The problem: Restate word for word the lines of the records below, starting at the line that contains "let (version_offset, raw_version)" and ending at the line that contains "if let Some(indent)", with both of those lines included and nothing else.

[Data extracted from a collection]

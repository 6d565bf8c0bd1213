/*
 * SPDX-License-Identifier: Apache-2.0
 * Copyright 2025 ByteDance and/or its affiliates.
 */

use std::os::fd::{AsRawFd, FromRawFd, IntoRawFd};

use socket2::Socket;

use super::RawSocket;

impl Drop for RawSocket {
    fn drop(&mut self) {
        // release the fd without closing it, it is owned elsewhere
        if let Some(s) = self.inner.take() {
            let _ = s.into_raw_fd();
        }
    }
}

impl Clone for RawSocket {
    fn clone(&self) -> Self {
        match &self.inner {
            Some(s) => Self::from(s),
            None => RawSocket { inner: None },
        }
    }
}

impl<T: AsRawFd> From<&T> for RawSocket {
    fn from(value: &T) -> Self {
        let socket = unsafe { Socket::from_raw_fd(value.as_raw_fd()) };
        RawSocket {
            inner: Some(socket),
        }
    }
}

--

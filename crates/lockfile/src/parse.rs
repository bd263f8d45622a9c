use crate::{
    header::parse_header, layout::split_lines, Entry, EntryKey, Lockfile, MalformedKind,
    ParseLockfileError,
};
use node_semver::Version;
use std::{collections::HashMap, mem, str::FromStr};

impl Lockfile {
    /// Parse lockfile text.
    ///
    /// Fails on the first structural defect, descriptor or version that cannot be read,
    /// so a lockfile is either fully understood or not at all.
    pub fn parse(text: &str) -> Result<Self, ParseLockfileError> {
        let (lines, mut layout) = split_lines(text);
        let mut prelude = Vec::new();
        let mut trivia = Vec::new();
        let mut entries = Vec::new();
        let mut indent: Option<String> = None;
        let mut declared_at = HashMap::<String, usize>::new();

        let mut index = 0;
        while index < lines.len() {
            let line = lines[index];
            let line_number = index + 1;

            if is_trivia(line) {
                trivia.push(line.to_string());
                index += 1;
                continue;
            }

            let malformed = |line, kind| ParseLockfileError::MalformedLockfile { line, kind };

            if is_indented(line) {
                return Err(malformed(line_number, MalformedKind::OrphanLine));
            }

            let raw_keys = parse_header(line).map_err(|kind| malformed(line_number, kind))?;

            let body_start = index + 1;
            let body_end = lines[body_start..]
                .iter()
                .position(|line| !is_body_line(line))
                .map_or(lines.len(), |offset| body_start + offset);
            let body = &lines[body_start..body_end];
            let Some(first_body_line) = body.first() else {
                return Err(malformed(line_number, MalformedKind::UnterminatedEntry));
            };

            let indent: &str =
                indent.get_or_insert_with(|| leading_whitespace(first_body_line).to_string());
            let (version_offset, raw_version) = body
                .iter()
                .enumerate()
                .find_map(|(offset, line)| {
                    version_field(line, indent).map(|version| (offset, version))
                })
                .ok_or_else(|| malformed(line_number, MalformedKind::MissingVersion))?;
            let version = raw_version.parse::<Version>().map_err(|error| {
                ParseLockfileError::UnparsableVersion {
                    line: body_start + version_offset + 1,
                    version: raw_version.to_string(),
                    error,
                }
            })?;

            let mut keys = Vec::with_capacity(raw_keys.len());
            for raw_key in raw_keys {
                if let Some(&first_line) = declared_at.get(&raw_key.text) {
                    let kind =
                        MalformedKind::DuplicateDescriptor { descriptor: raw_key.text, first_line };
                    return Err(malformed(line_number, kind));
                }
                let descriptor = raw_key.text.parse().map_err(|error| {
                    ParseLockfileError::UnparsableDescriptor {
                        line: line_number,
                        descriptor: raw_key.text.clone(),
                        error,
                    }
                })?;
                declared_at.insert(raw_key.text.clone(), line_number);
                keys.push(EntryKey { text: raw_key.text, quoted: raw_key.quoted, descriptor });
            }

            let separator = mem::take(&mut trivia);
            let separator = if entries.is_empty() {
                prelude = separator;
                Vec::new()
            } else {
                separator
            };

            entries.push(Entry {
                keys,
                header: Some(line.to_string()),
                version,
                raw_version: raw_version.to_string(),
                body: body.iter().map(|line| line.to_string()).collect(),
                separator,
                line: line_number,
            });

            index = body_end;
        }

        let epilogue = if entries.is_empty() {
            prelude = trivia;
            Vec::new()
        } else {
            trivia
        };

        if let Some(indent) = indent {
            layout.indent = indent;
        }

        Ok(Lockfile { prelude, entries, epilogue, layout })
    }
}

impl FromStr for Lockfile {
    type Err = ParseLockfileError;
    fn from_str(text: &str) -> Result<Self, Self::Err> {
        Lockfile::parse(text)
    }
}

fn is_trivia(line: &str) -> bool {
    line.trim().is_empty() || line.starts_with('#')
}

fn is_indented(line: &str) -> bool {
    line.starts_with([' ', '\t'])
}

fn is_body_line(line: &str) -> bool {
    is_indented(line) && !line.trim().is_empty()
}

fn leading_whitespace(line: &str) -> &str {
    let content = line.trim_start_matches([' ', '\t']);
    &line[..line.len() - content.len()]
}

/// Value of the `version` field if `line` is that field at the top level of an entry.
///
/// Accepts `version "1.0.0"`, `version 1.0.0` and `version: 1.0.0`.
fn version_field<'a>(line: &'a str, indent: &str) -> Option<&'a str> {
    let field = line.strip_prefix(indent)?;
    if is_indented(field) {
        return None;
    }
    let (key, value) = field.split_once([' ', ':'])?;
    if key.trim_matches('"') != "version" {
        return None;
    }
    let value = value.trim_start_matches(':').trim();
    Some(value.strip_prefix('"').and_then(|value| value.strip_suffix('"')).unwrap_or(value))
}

Task answer:
            let (version_offset, raw_version) = body
                .iter()
                .enumerate()
                .find_map(|(offset, line)| {
                    version_field(line, indent).map(|version| (offset, version))
                })
                .ok_or_else(|| malformed(line_number, MalformedKind::MissingVersion))?;
            let version = raw_version.parse::<Version>().map_err(|error| {
                ParseLockfileError::UnparsableVersion {
                    line: body_start + version_offset + 1,
                    version: raw_version.to_string(),
                    error,
                }
            })?;

            let mut keys = Vec::with_capacity(raw_keys.len());
            for raw_key in raw_keys {
                if let Some(&first_line) = declared_at.get(&raw_key.text) {
                    let kind =
                        MalformedKind::DuplicateDescriptor { descriptor: raw_key.text, first_line };
                    return Err(malformed(line_number, kind));
                }
                let descriptor = raw_key.text.parse().map_err(|error| {
                    ParseLockfileError::UnparsableDescriptor {
                        line: line_number,
                        descriptor: raw_key.text.clone(),
                        error,
                    }
                })?;
                declared_at.insert(raw_key.text.clone(), line_number);
                keys.push(EntryKey { text: raw_key.text, quoted: raw_key.quoted, descriptor });
            }

            let separator = mem::take(&mut trivia);
            let separator = if entries.is_empty() {
                prelude = separator;
                Vec::new()
            } else {
                separator
            };

            entries.push(Entry {
                keys,
                header: Some(line.to_string()),
                version,
                raw_version: raw_version.to_string(),
                body: body.iter().map(|line| line.to_string()).collect(),
                separator,
                line: line_number,
            });

            index = body_end;
        }

        let epilogue = if entries.is_empty() {
            prelude = trivia;
            Vec::new()
        } else {
            trivia
        };

        if let Some(indent) = indent {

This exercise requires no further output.